Verification Conditions
Doing Hoare proofs by hand is tedious; VC generation mechanizes it. For loop-free code the exact weakest precondition wp(S, Q) is computable; loops need annotated invariants, so we use an approximate weakest precondition awp and emit side conditions:
awp(while C do [I] S, Q) ≡ I
VC(while C do [I] S, Q) ≡ (I ∧ C ⇒ awp(S,I) ∧ VC(S,I)) ∧ (I ∧ ¬C ⇒ Q)
awp(assert(E), Q) = E ∧ Q awp(assume(E), Q) = E ⇒ Q
To prove {P} S {Q}, ask an SMT solver whether P ∧ VC(S,Q) ⇒ awp(S,Q) is valid; function calls are encoded as assert(Pre); assume(Post). For a loop while i ≤ n do [sum ≥ 0] { sum:=sum+i; i:=i+1 } with postcondition sum ≥ 0, the generator emits a preservation obligation (sum ≥ 0 ∧ i ≤ n) ⇒ (sum+i ≥ 0) and an exit obligation (sum ≥ 0 ∧ i > n) ⇒ sum ≥ 0. As in the software-verification chapter of the previous part, each assertion is a separate, independently-checked VC.
Abstract Interpretation and CEGAR
VC generation still needs a human to supply loop invariants. Abstract interpretation discovers them automatically by running the program over an abstract domain: pick a lattice of properties (intervals [a,b], signs, octagons ±x±y ≤ c), define how each statement transforms abstract values, then iterate the control-flow graph — joining states at merge points — to a least fixed point. In infinite-height domains a widening operator ∇ extrapolates growing bounds to infinity to force termination (a later narrowing pass can recover precision). For x=1; while(*) x=2;, the loop value goes [1,1] → [1,1]⊔[2,2] = [1,2], and widening jumps the moving bound to [1,∞].

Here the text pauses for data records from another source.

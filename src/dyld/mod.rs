//! Dyld shared cache handling.
//!
//! The shared cache is mapped into every process by the loader, but the
//! per-image local (private) symbols are stripped from that in-memory copy
//! and only kept in the cache file on disk.
//!
//! # Resolution Flow
//!
//! 1. [`RuntimeCache`] snapshots the header and mappings of the cache mapped
//!    into this process and computes its slide.
//! 2. [`open_cache_file`] finds the matching cache file on disk.
//! 3. [`SharedCacheContext`] maps only the local symbols region of that file.
//! 4. Queries: [`SharedCacheContext::contains`] and
//!    [`SharedCacheContext::find_local_symbols`].

mod address;
mod context;
mod file;
mod runtime;
mod structs;
mod symbols;

#[cfg(test)]
pub(crate) mod fixture;

pub use address::*;
pub use context::*;
pub use file::*;
pub use runtime::*;
pub use structs::*;
pub use symbols::*;
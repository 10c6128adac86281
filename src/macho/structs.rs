//! Mach-O binary structures.
//!
//! These structures match the on-disk format of Mach-O files.

use zerocopy::{FromBytes, Immutable, IntoBytes, KnownLayout};

use super::constants::*;

/// 64-bit symbol table entry.
#[derive(Debug, Clone, Copy, Default, PartialEq, Eq, FromBytes, IntoBytes, KnownLayout, Immutable)]
#[repr(C)]
pub struct Nlist64 {
    /// Index into string table
    pub n_strx: u32,
    /// Type flag
    pub n_type: u8,
    /// Section number, or 0 when not in any section
    pub n_sect: u8,
    /// Flags (see <mach-o/stab.h>)
    pub n_desc: u16,
    /// Value
    pub n_value: u64,
}

impl Nlist64 {
    /// Size of an nlist entry.
    pub const SIZE: usize = 16;

    /// Returns true if this is an external symbol.
    #[inline]
    pub fn is_external(&self) -> bool {
        (self.n_type & N_EXT) != 0
    }

    /// Returns true if this is a private external symbol.
    #[inline]
    pub fn is_private_external(&self) -> bool {
        (self.n_type & N_PEXT) != 0
    }

    /// Returns true if this is an undefined symbol.
    #[inline]
    pub fn is_undefined(&self) -> bool {
        !self.is_debug() && (self.n_type & N_TYPE) == N_UNDF
    }

    /// Returns true if this is a defined symbol.
    #[inline]
    pub fn is_defined(&self) -> bool {
        !self.is_debug() && (self.n_type & N_TYPE) == N_SECT
    }

    /// Returns true if this is a debugging symbol.
    #[inline]
    pub fn is_debug(&self) -> bool {
        (self.n_type & N_STAB) != 0
    }
}
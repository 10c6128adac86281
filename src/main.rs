//! dscsym - inspect the dyld shared cache of the running system.
//!
//! The shared cache is mapped at the same slid address in every process
//! since boot, so addresses printed here are valid in other processes too.

use std::path::PathBuf;

use anyhow::{anyhow, bail, Context, Result};
use clap::{Parser, Subcommand};
use tracing::Level;
use tracing_subscriber::FmtSubscriber;

use dscsym::dyld::uuid_to_string;
use dscsym::util::parse_address;
use dscsym::{
    locate_runtime_cache, ResolverOptions, RuntimeAddr, SharedCacheContext, SystemPlatform,
    UnslidAddr,
};

/// Resolve private symbols of images in the dyld shared cache.
#[derive(Parser, Debug)]
#[command(name = "dscsym")]
#[command(author, version, about, long_about = None)]
struct Cli {
    /// Path to the dyld shared cache file.
    /// If not specified, asks dyld and then probes the default location.
    #[arg(short, long, global = true)]
    cache: Option<PathBuf>,

    /// Increase log verbosity (-v info, -vv debug)
    #[arg(short, long, action = clap::ArgAction::Count, global = true)]
    verbose: u8,

    #[command(subcommand)]
    command: Commands,
}

#[derive(Subcommand, Debug)]
enum Commands {
    /// Show the runtime cache, its slide, mappings and local symbols
    Info,

    /// Check whether an address range lies inside the shared cache
    Contains {
        /// Start address (hex, e.g., 0x1a0004000)
        address: String,

        /// Length of the range in bytes
        #[arg(short, long, default_value = "1")]
        length: u64,
    },

    /// List the local symbols of a cached image
    Symbols {
        /// Address of the image's mach header in this process (hex)
        image: String,

        /// Only show symbols whose name contains this string
        #[arg(short, long)]
        filter: Option<String>,

        /// Include debugging (stab) entries
        #[arg(long)]
        stabs: bool,
    },
}

fn main() -> Result<()> {
    let cli = Cli::parse();
    setup_logging(cli.verbose);

    let mut options = ResolverOptions::default();
    if let Some(path) = cli.cache {
        options = options.with_cache_path(path);
    }

    match cli.command {
        Commands::Info => cmd_info(&options),
        Commands::Contains { address, length } => cmd_contains(&address, length),
        Commands::Symbols {
            image,
            filter,
            stabs,
        } => cmd_symbols(&options, &image, filter.as_deref(), stabs),
    }
}

fn setup_logging(verbosity: u8) {
    let level = match verbosity {
        0 => Level::WARN,
        1 => Level::INFO,
        _ => Level::DEBUG,
    };

    let subscriber = FmtSubscriber::builder()
        .with_max_level(level)
        .with_target(false)
        .without_time()
        .finish();

    tracing::subscriber::set_global_default(subscriber).ok();
}

fn parse_addr_arg(text: &str) -> Result<u64> {
    parse_address(text).ok_or_else(|| anyhow!("invalid address: {text}"))
}

fn cmd_info(options: &ResolverOptions) -> Result<()> {
    let Some(runtime) = locate_runtime_cache() else {
        bail!("no dyld shared cache is mapped into this process");
    };

    let header = runtime.header();
    println!("Runtime base:  {}", runtime.base());
    println!("Architecture:  {}", header.architecture());
    println!("UUID:          {}", uuid_to_string(runtime.uuid()));
    println!("Slide:         {}", runtime.slide());
    println!();

    println!("Mappings ({}):", runtime.mappings().len());
    let slide = runtime.slide();
    for mapping in runtime.mappings() {
        println!(
            "  {:#x}-{:#x} -> {}  size {:#x}  {}",
            mapping.address,
            mapping.end(),
            slide.slide(UnslidAddr(mapping.address)),
            mapping.size,
            mapping.protection()
        );
    }
    println!();

    match SharedCacheContext::build(&SystemPlatform, options) {
        Ok(ctx) => {
            let info = ctx.local_symbols_info();
            println!("Cache file:    {}", ctx.path().display());
            println!("Local symbols: {} images", info.entries_count);
            println!("               {} symbols", info.nlist_count);
            println!("               {} bytes of strings", info.strings_size);
        }
        Err(e) if e.is_unsupported() => {
            println!("Local symbols: none (cache built without them)");
        }
        Err(e) => return Err(e).context("failed to map local symbols"),
    }

    Ok(())
}

fn cmd_contains(address: &str, length: u64) -> Result<()> {
    let addr = parse_addr_arg(address)?;
    let inside = dscsym::contains(addr, length);
    println!(
        "{:#x}+{:#x}: {}",
        addr,
        length,
        if inside { "in shared cache" } else { "not in shared cache" }
    );
    Ok(())
}

fn cmd_symbols(options: &ResolverOptions, image: &str, filter: Option<&str>, stabs: bool) -> Result<()> {
    let image = RuntimeAddr(parse_addr_arg(image)?);
    let ctx = dscsym::init_with(&SystemPlatform, options).context("failed to open shared cache")?;

    let symbols = match ctx.find_local_symbols(image) {
        Ok(symbols) => symbols,
        Err(e) if e.is_not_found() => {
            println!("{image}: no local symbols in the shared cache");
            return Ok(());
        }
        Err(e) => return Err(e.into()),
    };

    let mut shown = 0usize;
    for sym in symbols.iter() {
        if sym.nlist.is_debug() && !stabs {
            continue;
        }
        let name = String::from_utf8_lossy(sym.name);
        if filter.is_some_and(|f| !name.contains(f)) {
            continue;
        }
        println!("{}  {:#04x}  {}", sym.address, sym.nlist.n_type, name);
        shown += 1;
    }

    println!();
    println!("{} of {} local symbols", shown, symbols.len());
    Ok(())
}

When an abstraction is too coarse and reports a false bug, CEGAR — the same loop introduced in the abstraction section of the model-checking part — refines it. The new element here is how the refinement is computed: extract the spurious trace, encode it as a formula and check satisfiability (UNSAT ⇒ spurious), then use Craig interpolation on the UNSAT proof to mine new predicates that exclude the trace. For
x := 0; y := 0;
while (x < 100) { x++; y++; }
assert(y == 100);
a coarse predicate set reports a spurious “execute the loop zero times” trace; its formula x₀=0 ∧ y₀=0 ∧ x₀≥100 ∧ y₀≠100 is UNSAT, and interpolation yields the predicate x = y ∧ x ≤ 100, after which the proof goes through. This closes the loop opened back in the first part: the same interpolation that drives SAT-based model checking also supplies the missing invariants for abstraction-based software verification.